Items from a data source

%%

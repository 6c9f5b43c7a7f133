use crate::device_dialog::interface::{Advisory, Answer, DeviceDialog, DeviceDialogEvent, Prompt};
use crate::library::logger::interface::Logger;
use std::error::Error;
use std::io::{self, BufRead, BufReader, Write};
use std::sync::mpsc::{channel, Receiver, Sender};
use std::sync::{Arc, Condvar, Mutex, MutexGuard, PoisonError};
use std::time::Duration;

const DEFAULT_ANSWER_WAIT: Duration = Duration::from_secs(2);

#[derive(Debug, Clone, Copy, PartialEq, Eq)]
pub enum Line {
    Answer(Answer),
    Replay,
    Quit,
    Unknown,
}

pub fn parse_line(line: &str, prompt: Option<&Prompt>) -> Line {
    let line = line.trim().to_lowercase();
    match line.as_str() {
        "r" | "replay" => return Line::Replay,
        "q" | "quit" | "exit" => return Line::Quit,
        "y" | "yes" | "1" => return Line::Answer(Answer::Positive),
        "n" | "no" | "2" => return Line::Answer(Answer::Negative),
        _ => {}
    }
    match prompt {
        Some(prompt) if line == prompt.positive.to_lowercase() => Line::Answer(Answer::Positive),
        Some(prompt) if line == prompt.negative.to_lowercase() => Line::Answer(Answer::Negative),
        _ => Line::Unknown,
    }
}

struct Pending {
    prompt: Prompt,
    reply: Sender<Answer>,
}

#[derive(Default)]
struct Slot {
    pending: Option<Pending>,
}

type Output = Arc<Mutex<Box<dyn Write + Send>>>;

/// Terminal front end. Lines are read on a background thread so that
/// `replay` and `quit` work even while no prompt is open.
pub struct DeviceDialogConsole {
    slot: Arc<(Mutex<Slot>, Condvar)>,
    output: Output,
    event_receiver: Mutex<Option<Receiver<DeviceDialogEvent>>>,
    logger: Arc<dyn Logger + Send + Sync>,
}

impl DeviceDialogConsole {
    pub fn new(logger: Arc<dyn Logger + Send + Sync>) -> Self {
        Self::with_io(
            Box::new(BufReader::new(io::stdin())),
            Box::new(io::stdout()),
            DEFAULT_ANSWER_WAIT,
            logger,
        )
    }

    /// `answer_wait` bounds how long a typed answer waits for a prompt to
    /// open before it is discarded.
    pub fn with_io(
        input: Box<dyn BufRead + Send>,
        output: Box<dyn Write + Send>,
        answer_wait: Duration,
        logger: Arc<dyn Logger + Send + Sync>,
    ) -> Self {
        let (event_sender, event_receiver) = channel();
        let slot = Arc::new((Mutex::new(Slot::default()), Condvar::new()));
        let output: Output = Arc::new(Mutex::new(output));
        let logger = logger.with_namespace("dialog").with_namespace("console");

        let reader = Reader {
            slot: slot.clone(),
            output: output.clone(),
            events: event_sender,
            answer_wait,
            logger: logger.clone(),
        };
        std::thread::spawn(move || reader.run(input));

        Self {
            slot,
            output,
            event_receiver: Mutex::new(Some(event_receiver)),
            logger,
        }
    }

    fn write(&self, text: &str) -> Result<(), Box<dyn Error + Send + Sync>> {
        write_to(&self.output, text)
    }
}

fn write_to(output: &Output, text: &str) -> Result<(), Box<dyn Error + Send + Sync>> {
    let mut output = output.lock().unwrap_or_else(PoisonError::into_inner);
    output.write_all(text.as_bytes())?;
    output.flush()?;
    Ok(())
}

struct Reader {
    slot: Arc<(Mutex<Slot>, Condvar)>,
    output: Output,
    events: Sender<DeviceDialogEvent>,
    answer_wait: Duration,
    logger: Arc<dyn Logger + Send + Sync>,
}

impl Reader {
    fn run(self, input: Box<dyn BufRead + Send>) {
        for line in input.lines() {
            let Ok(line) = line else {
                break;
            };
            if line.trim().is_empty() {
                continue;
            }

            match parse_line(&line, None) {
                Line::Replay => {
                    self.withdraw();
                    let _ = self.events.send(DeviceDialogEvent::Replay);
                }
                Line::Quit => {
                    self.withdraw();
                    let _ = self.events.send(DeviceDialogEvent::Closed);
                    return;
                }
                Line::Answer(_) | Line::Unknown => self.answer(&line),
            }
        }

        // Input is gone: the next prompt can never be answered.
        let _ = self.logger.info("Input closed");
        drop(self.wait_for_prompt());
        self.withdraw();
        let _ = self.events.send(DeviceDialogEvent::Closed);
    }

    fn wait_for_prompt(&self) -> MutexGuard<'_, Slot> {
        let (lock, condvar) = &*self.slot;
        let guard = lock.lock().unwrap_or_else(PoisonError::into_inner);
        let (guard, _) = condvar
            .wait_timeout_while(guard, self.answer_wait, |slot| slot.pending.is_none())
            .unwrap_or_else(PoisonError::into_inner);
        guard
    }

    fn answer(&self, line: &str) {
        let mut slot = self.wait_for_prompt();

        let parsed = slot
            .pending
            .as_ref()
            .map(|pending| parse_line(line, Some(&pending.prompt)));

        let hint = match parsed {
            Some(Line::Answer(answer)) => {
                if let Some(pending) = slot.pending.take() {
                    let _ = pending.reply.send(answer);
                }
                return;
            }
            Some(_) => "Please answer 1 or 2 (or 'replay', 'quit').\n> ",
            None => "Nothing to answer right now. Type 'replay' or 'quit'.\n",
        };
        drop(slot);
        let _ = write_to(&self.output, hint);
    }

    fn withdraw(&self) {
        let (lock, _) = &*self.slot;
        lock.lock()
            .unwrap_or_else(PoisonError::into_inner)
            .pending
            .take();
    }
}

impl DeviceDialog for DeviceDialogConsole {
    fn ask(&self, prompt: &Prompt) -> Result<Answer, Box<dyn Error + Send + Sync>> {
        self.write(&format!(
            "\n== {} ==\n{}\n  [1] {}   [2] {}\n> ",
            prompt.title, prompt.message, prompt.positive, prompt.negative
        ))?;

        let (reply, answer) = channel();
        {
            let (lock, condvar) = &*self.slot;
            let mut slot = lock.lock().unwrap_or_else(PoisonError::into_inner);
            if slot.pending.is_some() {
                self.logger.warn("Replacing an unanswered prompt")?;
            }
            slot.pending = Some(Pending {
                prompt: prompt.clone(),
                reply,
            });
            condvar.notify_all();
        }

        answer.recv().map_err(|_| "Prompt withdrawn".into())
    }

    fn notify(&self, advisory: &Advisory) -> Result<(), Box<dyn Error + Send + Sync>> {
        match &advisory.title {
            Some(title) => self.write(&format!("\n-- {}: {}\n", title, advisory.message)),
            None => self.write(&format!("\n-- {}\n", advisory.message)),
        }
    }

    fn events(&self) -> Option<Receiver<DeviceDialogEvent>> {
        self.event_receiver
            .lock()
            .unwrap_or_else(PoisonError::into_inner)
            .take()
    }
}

%%

* Problem requirements
Each entry must be retyped exactly as it was written above.

* Output below
repository 6c9f5b43c7a7f133
use crate::device_dialog::interface::{Advisory, Answer, DeviceDialog, DeviceDialogEvent, Prompt};
use crate::library::logger::interface::Logger;
use std::error::Error;
use std::io::{self, BufRead, BufReader, Write};
use std::sync::mpsc::{channel, Receiver, Sender};
use std::sync::{Arc, Condvar, Mutex, MutexGuard, PoisonError};
use std::time::Duration;

const DEFAULT_ANSWER_WAIT: Duration = Duration::from_secs(2);

#[derive(Debug, Clone, Copy, PartialEq, Eq)]
pub enum Line {
    Answer(Answer),
    Replay,
    Quit,
    Unknown,
}

pub fn parse_line(line: &str, prompt: Option<&Prompt>) -> Line {
    let line = line.trim().to_lowercase();
    match line.as_str() {
        "r" | "replay" => return Line::Replay,
        "q" | "quit" | "exit" => return Line::Quit,
        "y" | "yes" | "1" => return Line::Answer(Answer::Positive),
        "n" | "no" | "2" => return Line::Answer(Answer::Negative),
        _ => {}
    }
    match prompt {
        Some(prompt) if line == prompt.positive.to_lowercase() => Line::Answer(Answer::Positive),
        Some(prompt) if line == prompt.negative.to_lowercase() => Line::Answer(Answer::Negative),
        _ => Line::Unknown,
    }
}

struct Pending {
    prompt: Prompt,
    reply: Sender<Answer>,
}

#[derive(Default)]
struct Slot {
    pending: Option<Pending>,
}

type Output = Arc<Mutex<Box<dyn Write + Send>>>;

/// Terminal front end. Lines are read on a background thread so that
/// `replay` and `quit` work even while no prompt is open.
pub struct DeviceDialogConsole {
    slot: Arc<(Mutex<Slot>, Condvar)>,
    output: Output,
    event_receiver: Mutex<Option<Receiver<DeviceDialogEvent>>>,
    logger: Arc<dyn Logger + Send + Sync>,
}

impl DeviceDialogConsole {
    pub fn new(logger: Arc<dyn Logger + Send + Sync>) -> Self {
        Self::with_io(
            Box::new(BufReader::new(io::stdin())),
            Box::new(io::stdout()),
            DEFAULT_ANSWER_WAIT,
            logger,
        )
    }

    /// `answer_wait` bounds how long a typed answer waits for a prompt to
    /// open before it is discarded.
    pub fn with_io(
        input: Box<dyn BufRead + Send>,
        output: Box<dyn Write + Send>,
        answer_wait: Duration,
        logger: Arc<dyn Logger + Send + Sync>,
    ) -> Self {
        let (event_sender, event_receiver) = channel();
        let slot = Arc::new((Mutex::new(Slot::default()), Condvar::new()));
        let output: Output = Arc::new(Mutex::new(output));
        let logger = logger.with_namespace("dialog").with_namespace("console");

        let reader = Reader {
            slot: slot.clone(),
            output: output.clone(),
            events: event_sender,
            answer_wait,
            logger: logger.clone(),
        };
        std::thread::spawn(move || reader.run(input));

        Self {
            slot,
            output,
            event_receiver: Mutex::new(Some(event_receiver)),
            logger,
        }
    }

    fn write(&self, text: &str) -> Result<(), Box<dyn Error + Send + Sync>> {
        write_to(&self.output, text)
    }
}

fn write_to(output: &Output, text: &str) -> Result<(), Box<dyn Error + Send + Sync>> {
    let mut output = output.lock().unwrap_or_else(PoisonError::into_inner);
    output.write_all(text.as_bytes())?;
    output.flush()?;
    Ok(())
}

struct Reader {
    slot: Arc<(Mutex<Slot>, Condvar)>,
    output: Output,
    events: Sender<DeviceDialogEvent>,
    answer_wait: Duration,
    logger: Arc<dyn Logger + Send + Sync>,
}

impl Reader {
    fn run(self, input: Box<dyn BufRead + Send>) {
        for line in input.lines() {
            let Ok(line) = line else {
                break;
            };
            if line.trim().is_empty() {
                continue;
            }

            match parse_line(&line, None) {
                Line::Replay => {
                    self.withdraw();
                    let _ = self.events.send(DeviceDialogEvent::Replay);
                }
                Line::Quit => {
                    self.withdraw();
                    let _ = self.events.send(DeviceDialogEvent::Closed);
                    return;
                }
                Line::Answer(_) | Line::Unknown => self.answer(&line),
            }
        }

        // Input is gone: the next prompt can never be answered.
        let _ = self.logger.info("Input closed");
        drop(self.wait_for_prompt());
        self.withdraw();
        let _ = self.events.send(DeviceDialogEvent::Closed);
    }

    fn wait_for_prompt(&self) -> MutexGuard<'_, Slot> {
        let (lock, condvar) = &*self.slot;
        let guard = lock.lock().unwrap_or_else(PoisonError::into_inner);
        let (guard, _) = condvar
            .wait_timeout_while(guard, self.answer_wait, |slot| slot.pending.is_none())
            .unwrap_or_else(PoisonError::into_inner);
        guard
    }

    fn answer(&self, line: &str) {
        let mut slot = self.wait_for_prompt();

        let parsed = slot
            .pending
            .as_ref()
            .map(|pending| parse_line(line, Some(&pending.prompt)));

        let hint = match parsed {
            Some(Line::Answer(answer)) => {
                if let Some(pending) = slot.pending.take() {
                    let _ = pending.reply.send(answer);
                }
                return;
            }
            Some(_) => "Please answer 1 or 2 (or 'replay', 'quit').\n> ",
            None => "Nothing to answer right now. Type 'replay' or 'quit'.\n",
        };
        drop(slot);
        let _ = write_to(&self.output, hint);
    }

    fn withdraw(&self) {
        let (lock, _) = &*self.slot;
        lock.lock()
            .unwrap_or_else(PoisonError::into_inner)
            .pending
            .take();
    }
}

impl DeviceDialog for DeviceDialogConsole {
    fn ask(&self, prompt: &Prompt) -> Result<Answer, Box<dyn Error + Send + Sync>> {
        self.write(&format!(
            "\n== {} ==\n{}\n  [1] {}   [2] {}\n> ",
            prompt.title, prompt.message, prompt.positive, prompt.negative
        ))?;

        let (reply, answer) = channel();
        {
            let (lock, condvar) = &*self.slot;
            let mut slot = lock.lock().unwrap_or_else(PoisonError::into_inner);
            if slot.pending.is_some() {
                self.logger.warn("Replacing an unanswered prompt")?;
            }
            slot.pending = Some(Pending {
                prompt: prompt.clone(),
                reply,
            });
            condvar.notify_all();
        }

        answer.recv().map_err(|_| "Prompt withdrawn".into())
    }

    fn notify(&self, advisory: &Advisory) -> Result<(), Box<dyn Error + Send + Sync>> {
        match &advisory.title {
            Some(title) => self.write(&format!("\n-- {}: {}\n", title, advisory.message)),
            None => self.write(&format!("\n-- {}\n", advisory.message)),
        }
    }

    fn events(&self) -> Option<Receiver<DeviceDialogEvent>> {
        self.event_receiver
            .lock()
            .unwrap_or_else(PoisonError::into_inner)
            .take()
    }
}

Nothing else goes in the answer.